Le lac Kivu (2 700 km2), situé à la frontière de la république démocratique du Congo et du Rwanda, est l'un des Grands Lacs d'Afrique et le plus dangereux des trois lacs méromictiques du continent, car contenant de grandes quantités de gaz toxique, asphyxiant et à effet de serre (sulfure d'hydrogène, gaz carbonique et méthane) susceptibles de brutalement dégazer en cas de tremblement de terre[1].

Son exutoire, la rivière Rusizi, alimente au sud le lac Tanganyika.

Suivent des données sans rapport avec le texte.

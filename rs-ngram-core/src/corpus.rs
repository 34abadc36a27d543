use std::path::Path;
use std::sync::mpsc;
use std::thread;

use log::{debug, info};
use rand::prelude::IteratorRandom;
use serde::{Deserialize, Serialize};

use crate::error::ModelError;
use crate::io::{build_output_path, get_filename, read_file};

/// Splits raw text into normalized word tokens.
///
/// - Lowercases everything
/// - Replaces every character that is neither a word character
///   (alphanumeric or `_`) nor whitespace with a space
/// - Splits on whitespace, so no token is ever empty
pub fn tokenize(text: &str) -> Vec<String> {
	let cleaned: String = text
		.chars()
		.flat_map(|c| c.to_lowercase())
		.map(|c| if c.is_alphanumeric() || c == '_' || c.is_whitespace() { c } else { ' ' })
		.collect();

	cleaned.split_whitespace().map(str::to_owned).collect()
}

/// Immutable, ordered sequence of word tokens the model learns from.
///
/// A corpus is loaded once per process and then shared by reference
/// (typically behind an `Arc`). Nothing mutates it after construction.
///
/// # Invariants
/// - No token is empty
/// - Tokens are lowercase and free of punctuation
#[derive(Serialize, Deserialize, Clone, Debug, PartialEq)]
pub struct Corpus {
	name: String,
	tokens: Vec<String>,
}

impl Corpus {
	/// Builds a corpus from tokens already normalized by the caller.
	///
	/// Empty tokens are dropped to keep the invariant.
	pub fn from_tokens(name: &str, tokens: Vec<String>) -> Self {
		let tokens = tokens.into_iter().filter(|t| !t.is_empty()).collect();
		Self { name: name.to_owned(), tokens }
	}

	/// Builds a corpus by tokenizing in-memory text.
	pub fn from_text(name: &str, text: &str) -> Self {
		Self { name: name.to_owned(), tokens: tokenize(text) }
	}

	/// Loads a corpus from a text file.
	///
	/// - If `<stem>.bin` exists next to the file, the token sequence is decoded
	///   from it with `postcard`.
	/// - Otherwise the file is tokenized in parallel and the cache is written.
	///
	/// Only the token sequence is cached. Frequency tables are always
	/// rebuilt from it.
	pub fn new<P: AsRef<Path>>(filepath: P) -> Result<Self, ModelError> {
		let binary_data_path = build_output_path(&filepath, "bin")?;
		let corpus: Self = if binary_data_path.exists() {
			debug!("Loading corpus cache {}", binary_data_path.display());
			let bytes = std::fs::read(&binary_data_path)?;
			postcard::from_bytes(&bytes)?
		} else {
			Self::read_text_file(&filepath, &binary_data_path)?
		};
		info!("Corpus '{}' loaded: {} tokens", corpus.name, corpus.len());
		Ok(corpus)
	}

	/// Tokenizes a text file in parallel and writes the binary cache.
	///
	/// # Behavior
	/// - Splits lines into chunks (CPU cores * factor).
	/// - Each thread tokenizes one chunk and sends it back tagged with its index.
	/// - Chunks are reassembled in file order, so the token sequence is the
	///   same as a sequential pass.
	fn read_text_file<PF, PB>(filename: PF, binary_data_path: PB) -> Result<Self, ModelError>
	where
		PF: AsRef<Path>,
		PB: AsRef<Path>,
	{
		let name = get_filename(&filename)?;
		let lines = read_file(&filename)?;
		let chunks = num_cpus::get() * 8;
		let chunk_size = lines.len().div_ceil(chunks).max(1);

		let (tx, rx) = mpsc::channel();
		for (index, chunk) in lines.chunks(chunk_size).enumerate() {
			let tx = tx.clone();
			let chunk: Vec<String> = chunk.to_vec();

			thread::spawn(move || {
				let tokens: Vec<String> = chunk.iter().flat_map(|line| tokenize(line)).collect();
				// Only fails once the receiver is gone
				let _ = tx.send((index, tokens));
			});
		}
		drop(tx);

		let mut parts: Vec<(usize, Vec<String>)> = rx.iter().collect();
		parts.sort_by_key(|(index, _)| *index);
		let tokens = parts.into_iter().flat_map(|(_, tokens)| tokens).collect();

		let corpus = Self { name, tokens };
		let bytes = postcard::to_stdvec(&corpus)?;
		std::fs::write(&binary_data_path, bytes)?;
		debug!("Corpus cache written to {}", binary_data_path.as_ref().display());

		Ok(corpus)
	}

	/// Name of the corpus (file stem for corpora loaded from disk).
	pub fn name(&self) -> &str {
		&self.name
	}

	/// Ordered token sequence.
	pub fn tokens(&self) -> &[String] {
		&self.tokens
	}

	pub fn len(&self) -> usize {
		self.tokens.len()
	}

	pub fn is_empty(&self) -> bool {
		self.tokens.is_empty()
	}

	/// Picks a random observed (n-1)-gram, usable as a generation prefix.
	///
	/// Every window position is equally likely, so frequent contexts come up
	/// more often.
	///
	/// # Errors
	/// - `InvalidOrder` if `n < 2`
	/// - `NoSeedAvailable` if the corpus is shorter than `n - 1` tokens
	pub fn random_prefix(&self, n: usize) -> Result<String, ModelError> {
		if n < 2 {
			return Err(ModelError::InvalidOrder(n));
		}
		self.tokens
			.windows(n - 1)
			.choose(&mut rand::rng())
			.map(|window| window.join(" "))
			.ok_or(ModelError::NoSeedAvailable(n - 1))
	}
}

#[cfg(test)]
mod tests {
	use super::*;
	use std::fs;
	use tempfile::tempdir;

	#[test]
	fn test_tokenize_strips_punctuation_and_lowercases() {
		let tokens = tokenize("Of Man's first disobedience, and the fruit\nOf that Forbidden Tree!");
		assert_eq!(
			tokens,
			vec!["of", "man", "s", "first", "disobedience", "and", "the", "fruit", "of", "that", "forbidden", "tree"]
		);
	}

	#[test]
	fn test_tokenize_keeps_digits_and_underscores() {
		assert_eq!(tokenize("book_1 -- 1667"), vec!["book_1", "1667"]);
		assert!(tokenize("  ,;:!  ").is_empty());
	}

	#[test]
	fn test_from_tokens_drops_empty() {
		let corpus = Corpus::from_tokens("t", vec!["a".into(), "".into(), "b".into()]);
		assert_eq!(corpus.tokens(), ["a", "b"]);
	}

	#[test]
	fn test_new_preserves_order_and_writes_cache() {
		let dir = tempdir().unwrap();
		let path = dir.path().join("poem.txt");
		let text: String = (0..500).map(|i| format!("Line {i}, word{i}.\n")).collect();
		fs::write(&path, &text).unwrap();

		let corpus = Corpus::new(&path).unwrap();
		assert_eq!(corpus.name(), "poem");
		assert_eq!(corpus.tokens(), tokenize(&text).as_slice());
		assert!(dir.path().join("poem.bin").exists());

		// Second load goes through the cache and yields the same corpus
		let cached = Corpus::new(&path).unwrap();
		assert_eq!(cached, corpus);
	}

	#[test]
	fn test_new_missing_file() {
		let dir = tempdir().unwrap();
		let result = Corpus::new(dir.path().join("missing.txt"));
		assert!(matches!(result, Err(ModelError::Io(_))));
	}

	#[test]
	fn test_random_prefix() {
		let corpus = Corpus::from_text("t", "the cat sat on the mat");
		let prefix = corpus.random_prefix(3).unwrap();
		assert_eq!(prefix.split(' ').count(), 2);
		assert!(corpus.tokens().join(" ").contains(&prefix));

		assert!(matches!(corpus.random_prefix(1), Err(ModelError::InvalidOrder(1))));
		assert!(matches!(
			Corpus::from_text("t", "one").random_prefix(3),
			Err(ModelError::NoSeedAvailable(2))
		));
	}
}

Le lac a une altitude de 1 460 m au-dessus du niveau de la mer. On y trouve Idjwi, la deuxième plus grande île à l'intérieur du continent africain avec une longueur de 40 km et une superficie de 285 km2. Au fond du lac, environ 500 m de sédiments recouvrent le socle cristallin précambrien. Au nord du lac, des anomalies magnétiques sont dues à d'anciens épanchements volcaniques[2]. La salinité approche 4 ‰ au fond du lac.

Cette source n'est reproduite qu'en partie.